Sphenophorus parvulus, commonly known as the bluegrass billbug, is a species of beetle in the true weevil family Curculionidae. It is found in North America, especially in the eastern United States. It is a pest of Kentucky bluegrass, corn and grain crops.

==Taxonomy==
Swedish entomologist Leonard Gyllenhaal described the organism in 1838. The species name is derived from the Latin adjective parvus "small".

==Description==
The adult bluegrass billbug is about 0.25 in in length, a third of which is the long, downward-curving snout or proboscis. The thorax bears deep puncture marks and the elytra have longitudinal grooves. These billbugs are usually some shade of brown, grey or black.

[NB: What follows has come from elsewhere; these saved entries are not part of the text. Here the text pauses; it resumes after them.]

// Adapters layer: concrete implementations of the domain ports.

pub mod http;
use clap::Parser;
use serde::{Deserialize, Serialize};

#[derive(Debug, Clone, Serialize, Deserialize, Parser)]
#[command(name = "mealmax-smoke")]
#[command(version)]
#[command(about = "Smoke-test a running meal max API end to end")]
pub struct CliConfig {
    #[arg(long, help = "API root, e.g. http://localhost:5000/api [default: http://localhost:5000/api]")]
    pub base_url: Option<String>,

    #[arg(long, help = "Print every raw response body")]
    pub echo_json: bool,

    #[arg(long, help = "Per-request timeout in seconds [default: 30]")]
    pub timeout_seconds: Option<u64>,

    #[arg(long, help = "TOML scenario file with seed meals and target settings")]
    pub scenario: Option<String>,

    #[arg(long, help = "Enable verbose output")]
    pub verbose: bool,

    #[arg(long, help = "Emit logs as JSON lines")]
    pub log_json: bool,
}

impl CliConfig {
    /// Like `parse_from`, but leaves the exit code to the caller.
    pub fn parse_from_args<I, T>(args: I) -> Result<Self, clap::Error>
    where
        I: IntoIterator<Item = T>,
        T: Into<std::ffi::OsString> + Clone,
    {
        Self::try_parse_from(args)
    }
}

/// Exit status for a failed parse: `--help`/`--version` are not failures.
pub fn usage_exit_code(error: &clap::Error) -> i32 {
    use clap::error::ErrorKind;
    match error.kind() {
        ErrorKind::DisplayHelp | ErrorKind::DisplayVersion => 0,
        _ => 1,
    }
}

#[cfg(test)]
mod tests {
    use super::*;

    #[test]
    fn test_defaults() {
        let config = CliConfig::parse_from_args(["mealmax-smoke"]).unwrap();
        assert!(config.base_url.is_none());
        assert!(!config.echo_json);
        assert!(config.timeout_seconds.is_none());
        assert!(config.scenario.is_none());
    }

    #[test]
    fn test_echo_json_flag() {
        let config = CliConfig::parse_from_args(["mealmax-smoke", "--echo-json"]).unwrap();
        assert!(config.echo_json);
    }

    #[test]
    fn test_all_flags() {
        let config = CliConfig::parse_from_args([
            "mealmax-smoke",
            "--base-url",
            "http://api.internal:8080/api",
            "--timeout-seconds",
            "5",
            "--scenario",
            "smoke.toml",
            "--verbose",
        ])
        .unwrap();
        assert_eq!(config.base_url.as_deref(), Some("http://api.internal:8080/api"));
        assert_eq!(config.timeout_seconds, Some(5));
        assert_eq!(config.scenario.as_deref(), Some("smoke.toml"));
        assert!(config.verbose);
    }

    #[test]
    fn test_unknown_argument_exits_1() {
        let err = CliConfig::parse_from_args(["mealmax-smoke", "--bogus"]).unwrap_err();
        assert_eq!(usage_exit_code(&err), 1);

        let err = CliConfig::parse_from_args(["mealmax-smoke", "stray"]).unwrap_err();
        assert_eq!(usage_exit_code(&err), 1);
    }

    #[test]
    fn test_help_exits_0() {
        let err = CliConfig::parse_from_args(["mealmax-smoke", "--help"]).unwrap_err();
        assert_eq!(usage_exit_code(&err), 0);
    }
}
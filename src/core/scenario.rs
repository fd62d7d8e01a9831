use crate::core::probe::{Expectation, Probe};
use crate::core::request::ApiCall;
use crate::domain::model::{Difficulty, LeaderboardSort, NewMeal};
use crate::utils::error::Result;
use crate::utils::validation::{
    validate_min_items, validate_non_empty_string, validate_positive_price, validate_unique, Validate,
};

/// Id the server assigns to the first meal created after `clear-meals`.
///
/// The lookup and delete steps address the first seed through this id rather
/// than an id read back from the create response. The run therefore assumes a
/// server that restarts its id sequence on clear; the lookup asserts the name
/// so a server that does not will fail loudly at that step.
pub const FIRST_SEED_ID: u64 = 1;

/// What the fixed probe sequence is parameterised by.
#[derive(Debug, Clone, PartialEq)]
pub struct Scenario {
    pub seed_meals: Vec<NewMeal>,
    pub leaderboard_sorts: Vec<LeaderboardSort>,
}

impl Default for Scenario {
    fn default() -> Self {
        Self {
            seed_meals: default_seed_meals(),
            leaderboard_sorts: vec![LeaderboardSort::Wins, LeaderboardSort::WinPct],
        }
    }
}

pub fn default_seed_meals() -> Vec<NewMeal> {
    vec![
        NewMeal::new("Spaghetti", "Italian", 12.5, Difficulty::Med),
        NewMeal::new("Sushi", "Japanese", 15.0, Difficulty::High),
        NewMeal::new("Tacos", "Mexican", 8.0, Difficulty::Low),
    ]
}

impl Validate for Scenario {
    fn validate(&self) -> Result<()> {
        // two combatants are needed for the battle
        validate_min_items("seed_meals", &self.seed_meals, 2)?;
        validate_min_items("leaderboard_sorts", &self.leaderboard_sorts, 1)?;

        for (i, meal) in self.seed_meals.iter().enumerate() {
            validate_non_empty_string(&format!("seed_meals[{}].meal", i), &meal.meal)?;
            validate_non_empty_string(&format!("seed_meals[{}].cuisine", i), &meal.cuisine)?;
            validate_positive_price(&format!("seed_meals[{}].price", i), meal.price)?;
        }
        validate_unique("seed_meals", self.seed_meals.iter().map(|m| m.meal.as_str()))?;

        Ok(())
    }
}

impl Scenario {
    /// The ordered probe list. Later steps depend on the state earlier ones leave behind.
    pub fn probes(&self) -> Result<Vec<Probe>> {
        self.validate()?;

        let first = &self.seed_meals[0].meal;
        let second = &self.seed_meals[1].meal;

        let mut probes = vec![
            Probe::new(ApiCall::Health),
            Probe::new(ApiCall::DbCheck),
            Probe::new(ApiCall::ClearMeals),
            Probe::new(ApiCall::ClearCombatants),
        ];

        probes.extend(
            self.seed_meals
                .iter()
                .map(|meal| Probe::new(ApiCall::CreateMeal(meal.clone()))),
        );

        probes.push(
            Probe::new(ApiCall::GetMealById(FIRST_SEED_ID)).with_expectation(Expectation::MealNamed(first.clone())),
        );
        probes.push(
            Probe::new(ApiCall::GetMealByName(second.clone()))
                .with_expectation(Expectation::MealNamed(second.clone())),
        );

        probes.push(Probe::new(ApiCall::PrepCombatant(first.clone())));
        probes.push(Probe::new(ApiCall::PrepCombatant(second.clone())));
        probes.push(Probe::new(ApiCall::GetCombatants).with_expectation(Expectation::CombatantCount(2)));
        probes.push(
            Probe::new(ApiCall::Battle)
                .with_expectation(Expectation::WinnerAmong(vec![first.clone(), second.clone()])),
        );

        probes.extend(self.leaderboard_sorts.iter().map(|sort| {
            Probe::new(ApiCall::Leaderboard(*sort)).with_expectation(Expectation::LeaderboardOrdered(*sort))
        }));

        probes.push(Probe::new(ApiCall::DeleteMeal(FIRST_SEED_ID)));
        probes.push(Probe::new(ApiCall::ClearCombatants));

        Ok(probes)
    }
}
use crate::domain::model::{ApiRequest, ApiResponse, HttpMethod};
use crate::domain::ports::{ApiTransport, ConfigProvider};
use crate::utils::error::{Result, SmokeError};
use reqwest::{Client, Method};
use std::time::Duration;
use url::Url;

/// reqwest-backed transport rooted at a base URL such as `http://localhost:5000/api`.
pub struct HttpTransport {
    client: Client,
    base_url: Url,
}

impl HttpTransport {
    pub fn new<C: ConfigProvider>(config: &C) -> Result<Self> {
        let base_url = Url::parse(config.base_url()).map_err(|e| SmokeError::InvalidConfigValueError {
            field: "base_url".to_string(),
            value: config.base_url().to_string(),
            reason: format!("Invalid URL format: {}", e),
        })?;

        if base_url.cannot_be_a_base() {
            return Err(SmokeError::InvalidConfigValueError {
                field: "base_url".to_string(),
                value: config.base_url().to_string(),
                reason: "URL cannot be used as a base".to_string(),
            });
        }

        let client = Client::builder()
            .timeout(Duration::from_secs(config.timeout_seconds()))
            .build()?;

        Ok(Self { client, base_url })
    }

    /// Appends the request's segments to the base path, percent-encoding each one.
    pub fn build_url(&self, request: &ApiRequest) -> Result<Url> {
        let mut url = self.base_url.clone();
        {
            let mut segments = url.path_segments_mut().map_err(|_| SmokeError::ConfigError {
                message: format!("Base URL cannot have path segments: {}", self.base_url),
            })?;
            segments.pop_if_empty();
            segments.extend(request.segments.iter());
        }

        if !request.query.is_empty() {
            url.query_pairs_mut().extend_pairs(request.query.iter());
        }

        Ok(url)
    }
}

fn to_reqwest_method(method: HttpMethod) -> Method {
    match method {
        HttpMethod::Get => Method::GET,
        HttpMethod::Post => Method::POST,
        HttpMethod::Delete => Method::DELETE,
    }
}

#[async_trait::async_trait]
impl ApiTransport for HttpTransport {
    async fn execute(&self, request: &ApiRequest) -> Result<ApiResponse> {
        let url = self.build_url(request)?;
        tracing::debug!("📡 {} {}", request.method, url);

        let mut builder = self.client.request(to_reqwest_method(request.method), url);
        if let Some(body) = &request.body {
            builder = builder.json(body);
        }

        let response = builder.send().await?;
        let status = response.status().as_u16();
        tracing::debug!("📡 API response status: {}", status);

        let body = response.text().await?;
        Ok(ApiResponse { status, body })
    }
}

==Distribution and habitat==
The bluegrass billbug is native to North America. Its range extends from Ontario and Nova Scotia southwards to Idaho, New Mexico and Florida. It is commonest in the east of its range. It is found in grassland, including lawns, especially in association with Kentucky bluegrass, as well as in corn and other grain crops.

==Ecology==
The adult beetle feeds on seedlings and tender young shoots of various grasses. It seldom flies, preferring to scramble among the crop plants. Although Kentucky bluegrass seems to be its favored host plant, it will also feed on timothy-grass, redtop grass, maize, wheat and other small grain crops. Its feeding leaves a characteristic row of identical small holes across an unfolding leaf-blade. Breeding takes place in the late spring and there is a single generation. The female chews a hole in the stem of a grass plant and deposits a single egg inside. The developing white, legless, larva hollows out the inside of the stem and feeds around the root crown. The plant often wilts, and can be distorted, weakened or even killed by the actions of adults and larvae. When fully developed, the larva pupates, either in the stem or in the soil, and overwinters as an adult or as a pre-emergent adult inside the pupal case. Adult females may lay between 40 and 200 eggs over the course of one to three months.